One thing I'm seeing with your analysis... you jump from one place to another. Now you're doing framerate caps with an ingame limiter, but that is the worst possible solution for accuracy.
Try to always approach things in layers because that is how PCs work.
- Layer 1 (closest to metal): Nvidia Control Panel, these are basically hardware toggles.
- Layer 2 (closest to OS): RTSS on screen display/Afterburner. Still software though that reads out sensor data and sends GPU commands, so has timing/latency impact (you're looking at what has been).
- Layer 3 (closest to application): in-game settings.
If you force things in a lower layer, it will apply to all higher layers. But, higher layers can still interfere with the pipeline. Example: You set Vsync in NVCP, but then cap the FPS to 25 in RTSS or in the game. The FPS cap will kick in before Vsync can do the work, but Vsync is still clogging up your buffer.
So, try to always work in/from a single layer, the lowest one possible. If you FPS cap, you can now even do it in NVCP, so do it there and don't touch anything in RTSS or the game. If you Vsync in NVCP, you keep all Vsync in game OFF. You are trying to find the culprit here within the millisecond: work with similar precision. Every tiny hiccup will screw with your frametimes.

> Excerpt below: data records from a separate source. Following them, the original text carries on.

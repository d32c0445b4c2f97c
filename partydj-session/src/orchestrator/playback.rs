//! Now-playing reporting

use partydj_common::events::{PlaybackSnapshot, SessionEventKind, SessionStatus};
use serde::Serialize;
use tracing::debug;

use super::SessionOrchestrator;
use crate::catalog::playlist_uri;
use crate::config::PlaybackConfig;
use crate::error::Result;

/// Result of one host playback report
#[derive(Debug, Clone, PartialEq, Serialize)]
#[serde(rename_all = "camelCase")]
pub struct PlaybackReport {
    /// Whether the session is active
    pub active: bool,
    /// Snapshot published to subscribers (None when the party playlist is not playing)
    pub snapshot: Option<PlaybackSnapshot>,
    /// Suggested delay before the next report
    pub next_poll_ms: Option<u64>,
}

/// Delay until the host should report playback again
///
/// While a track plays this is the remaining track time plus a settle
/// offset, otherwise the fallback interval.
pub fn next_poll_delay(snapshot: Option<&PlaybackSnapshot>, config: &PlaybackConfig) -> u64 {
    let Some(snapshot) = snapshot.filter(|s| s.is_playing) else {
        return config.fallback_poll_interval_ms;
    };
    match (snapshot.track.as_ref(), snapshot.progress_ms) {
        (Some(track), Some(progress)) => {
            track.duration_ms.saturating_sub(progress) + config.settle_offset_ms
        }
        _ => config.fallback_poll_interval_ms,
    }
}

impl SessionOrchestrator {
    /// Fetch the host's playback state and publish it to the session (host only)
    pub async fn report_playback(&self, code: &str, acting_user: &str) -> Result<PlaybackReport> {
        let party = self.get_hosted_party(code, acting_user).await?;
        if party.status != SessionStatus::Active {
            return Ok(PlaybackReport {
                active: false,
                snapshot: None,
                next_poll_ms: None,
            });
        }

        let api = self.catalog.for_host(&party.owner_user_id).await?;
        let context = playlist_uri(&party.playlist_id);
        let snapshot = api
            .get_playback()
            .await?
            .filter(|s| s.context_uri.as_deref() == Some(context.as_str()));

        let next_poll_ms = next_poll_delay(snapshot.as_ref(), &self.playback);
        debug!(
            session_code = %party.code,
            track = snapshot.as_ref().and_then(|s| s.track_uri()).unwrap_or("-"),
            next_poll_ms,
            "Publishing playback"
        );
        self.gateway
            .publish(&party.code, SessionEventKind::Playback(snapshot.clone()));

        Ok(PlaybackReport {
            active: true,
            snapshot,
            next_poll_ms: Some(next_poll_ms),
        })
    }
}
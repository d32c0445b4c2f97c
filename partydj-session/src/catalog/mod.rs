//! Music catalog and playback
//!
//! `CatalogApi` is the per-host view of the catalog (search, playlist
//! mutation, playback). `CatalogProvider` hands out one per host.
//! `reconciler` holds the track resolution and playlist merge logic on top
//! of it.

pub mod reconciler;
pub mod retry;
pub mod spotify;

pub use reconciler::{
    apply_playlist, playlist_uri, resolve_tracks, start_playback, upload_cover_image, PlaybackAction,
    PlaylistUpdate,
};
pub use retry::with_auth_retry;
pub use spotify::{SpotifyClient, SpotifyProvider};

use async_trait::async_trait;
use partydj_common::events::PlaybackSnapshot;
use std::sync::Arc;
use thiserror::Error;

use crate::models::PartyPlaylist;

/// Maximum URIs per playlist mutation request
pub const MAX_URIS_PER_REQUEST: usize = 100;

/// Catalog client errors
#[derive(Debug, Error)]
pub enum CatalogError {
    /// Access token rejected (retried once after refresh)
    #[error("Unauthorized")]
    Unauthorized,

    #[error("No catalog credentials for user {0}")]
    NoCredentials(String),

    #[error("API error {status}: {body}")]
    Api { status: u16, body: String },

    #[error("Network error: {0}")]
    Network(String),

    #[error("Parse error: {0}")]
    Parse(String),
}

/// Newly created catalog playlist
#[derive(Debug, Clone, PartialEq, Eq)]
pub struct CreatedPlaylist {
    pub id: String,
    pub uri: String,
}

/// One playlist item, addressed by URI and zero-based position
#[derive(Debug, Clone, PartialEq, Eq)]
pub struct PlaylistPosition {
    pub uri: String,
    pub position: usize,
}

/// Catalog operations on behalf of one host
#[async_trait]
pub trait CatalogApi: Send + Sync {
    /// URI of the best match for a free-text query
    async fn search_track(&self, query: &str) -> Result<Option<String>, CatalogError>;

    /// Current playback, `None` when nothing is playing
    async fn get_playback(&self) -> Result<Option<PlaybackSnapshot>, CatalogError>;

    /// Track URIs of a playlist, in order
    async fn playlist_track_uris(&self, playlist_id: &str) -> Result<Vec<String>, CatalogError>;

    async fn add_tracks(&self, playlist_id: &str, uris: &[String]) -> Result<(), CatalogError>;

    /// Remove the items at the given positions (other copies of a URI stay)
    async fn remove_tracks_at(&self, playlist_id: &str, items: &[PlaylistPosition]) -> Result<(), CatalogError>;

    async fn replace_tracks(&self, playlist_id: &str, uris: &[String]) -> Result<(), CatalogError>;

    /// Start `context_uri`, or resume the current context when `None`
    async fn start_playback(&self, context_uri: Option<&str>) -> Result<(), CatalogError>;

    async fn create_playlist(
        &self,
        name: &str,
        description: Option<&str>,
    ) -> Result<CreatedPlaylist, CatalogError>;

    async fn get_playlist(&self, playlist_id: &str) -> Result<PartyPlaylist, CatalogError>;

    /// Upload a base64-encoded JPEG as the playlist cover
    async fn upload_cover_image(&self, playlist_id: &str, jpeg_base64: &str) -> Result<(), CatalogError>;
}

/// Resolves the catalog client of a host
#[async_trait]
pub trait CatalogProvider: Send + Sync {
    async fn for_host(&self, host_user_id: &str) -> crate::error::Result<Arc<dyn CatalogApi>>;
}
//! Session token budget
//!
//! Derived once at startup from `[budget]` and the system message cost.
//! A budget whose caps are not positive is a fatal configuration error.

use serde::Serialize;

use crate::config::BudgetConfig;
use crate::error::{Error, Result};

/// Token targets for one session
#[derive(Debug, Clone, Copy, PartialEq, Eq, Serialize)]
pub struct TokenBudget {
    /// Hard ceiling on cumulative tokens per session
    pub max_session_tokens: u64,
    /// Expected number of regenerations per session
    pub cycles: u64,
    /// Tokens left after the system message of every cycle
    pub usable_tokens: u64,
    /// Share of usable tokens for prompt messages
    pub usable_message_tokens: u64,
    /// Share of usable tokens for playlist completions
    pub usable_playlist_tokens: u64,
    /// Cap per individual user message
    pub max_message_tokens: u64,
    /// Cap per playlist (prior playlist context and completion alike)
    pub max_playlist_tokens: u64,
}

impl TokenBudget {
    /// Compute the budget for `config` given the token cost of the system message
    pub fn compute(config: &BudgetConfig, system_message_tokens: u64) -> Result<Self> {
        config.validate()?;

        let max_session_tokens =
            ((config.max_spend_per_session / config.currency_per_1k_tokens) * 1000.0).round() as u64;

        let buffer = config.prompt_message_buffer as u64;
        let trailing = config.trailing_context_messages as u64;
        let cycles = config.target_user_messages / buffer;
        if cycles == 0 {
            return Err(Error::Config(format!(
                "budget.target_user_messages ({}) must be at least budget.prompt_message_buffer ({})",
                config.target_user_messages, buffer
            )));
        }

        let system_overhead = cycles * system_message_tokens;
        let usable_tokens = max_session_tokens.checked_sub(system_overhead).filter(|t| *t > 0).ok_or_else(|| {
            Error::Config(format!(
                "System message overhead ({system_overhead} tokens) exhausts the session budget ({max_session_tokens} tokens)"
            ))
        })?;

        let usable_playlist_tokens = (usable_tokens as f64 * config.playlist_token_share).floor() as u64;
        let usable_message_tokens = usable_tokens - usable_playlist_tokens;

        let max_message_tokens = usable_message_tokens / (cycles * (buffer + trailing));
        let max_playlist_tokens = usable_playlist_tokens / (cycles * 2);

        if max_message_tokens == 0 || max_playlist_tokens == 0 {
            return Err(Error::Config(format!(
                "Token budget yields non-positive caps (message: {max_message_tokens}, playlist: {max_playlist_tokens})"
            )));
        }

        let budget = Self {
            max_session_tokens,
            cycles,
            usable_tokens,
            usable_message_tokens,
            usable_playlist_tokens,
            max_message_tokens,
            max_playlist_tokens,
        };

        tracing::info!(
            max_session_tokens,
            cycles,
            max_message_tokens,
            max_playlist_tokens,
            "Token budget computed"
        );

        Ok(budget)
    }

    /// Whether a session with `spent` tokens may still accept messages
    pub fn allows(&self, spent: u64) -> bool {
        spent < self.max_session_tokens
    }
}

#[cfg(test)]
mod tests {
    use super::*;

    fn reference_config() -> BudgetConfig {
        BudgetConfig {
            max_spend_per_session: 0.15,
            currency_per_1k_tokens: 0.002,
            target_user_messages: 150,
            trailing_context_messages: 10,
            prompt_message_buffer: 5,
            playlist_token_share: 0.75,
        }
    }

    #[test]
    fn test_reference_budget_split() {
        let config = reference_config();
        let budget = TokenBudget::compute(&config, 120).unwrap();

        assert_eq!(budget.max_session_tokens, 75_000);
        assert_eq!(budget.cycles, 30);
        assert_eq!(budget.usable_tokens, 75_000 - 30 * 120);
        assert!(budget.max_message_tokens > 0);
        assert!(budget.max_playlist_tokens > 0);
        assert!(budget.max_message_tokens * budget.cycles * 15 <= budget.usable_message_tokens);
        assert!(budget.max_playlist_tokens * budget.cycles * 2 <= budget.usable_playlist_tokens);
        assert_eq!(
            budget.usable_message_tokens + budget.usable_playlist_tokens,
            budget.usable_tokens
        );
    }

    #[test]
    fn test_oversized_system_message_is_fatal() {
        let config = reference_config();
        let result = TokenBudget::compute(&config, 2_500);
        assert!(matches!(result, Err(Error::Config(_))));
    }

    #[test]
    fn test_zero_playlist_share_is_fatal() {
        let mut config = reference_config();
        config.playlist_token_share = 0.0;
        assert!(matches!(TokenBudget::compute(&config, 100), Err(Error::Config(_))));
    }

    #[test]
    fn test_too_few_target_messages_is_fatal() {
        let mut config = reference_config();
        config.target_user_messages = 3;
        assert!(matches!(TokenBudget::compute(&config, 100), Err(Error::Config(_))));
    }

    #[test]
    fn test_allows_below_max_only() {
        let budget = TokenBudget::compute(&reference_config(), 100).unwrap();
        assert!(budget.allows(0));
        assert!(budget.allows(budget.max_session_tokens - 1));
        assert!(!budget.allows(budget.max_session_tokens));
        assert!(!budget.allows(budget.max_session_tokens + 1));
    }
}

Also, a general note about watching FPS counters, performance and especially crushing stuttery experiences... your mind will screw with you bigtime and it can become hard to unsee something you've put into it. At that point... take a break, try to set your mind to something else, come back to it and then just start gaming, try to forget it and analyze what you've just done. Was it truly a bad experience? Or is this a mountain out of a mole hill? This is also why you really need to start focusing on OTHER games. Warzone is just a random shooter don't make it bigger than that. Can't expect everything to run perfect.
Thing is the general smoothness of your gameplay evne in that video with all the fluctuation of refresh seems buttery. Its fine and that number really is just a number, perhaps.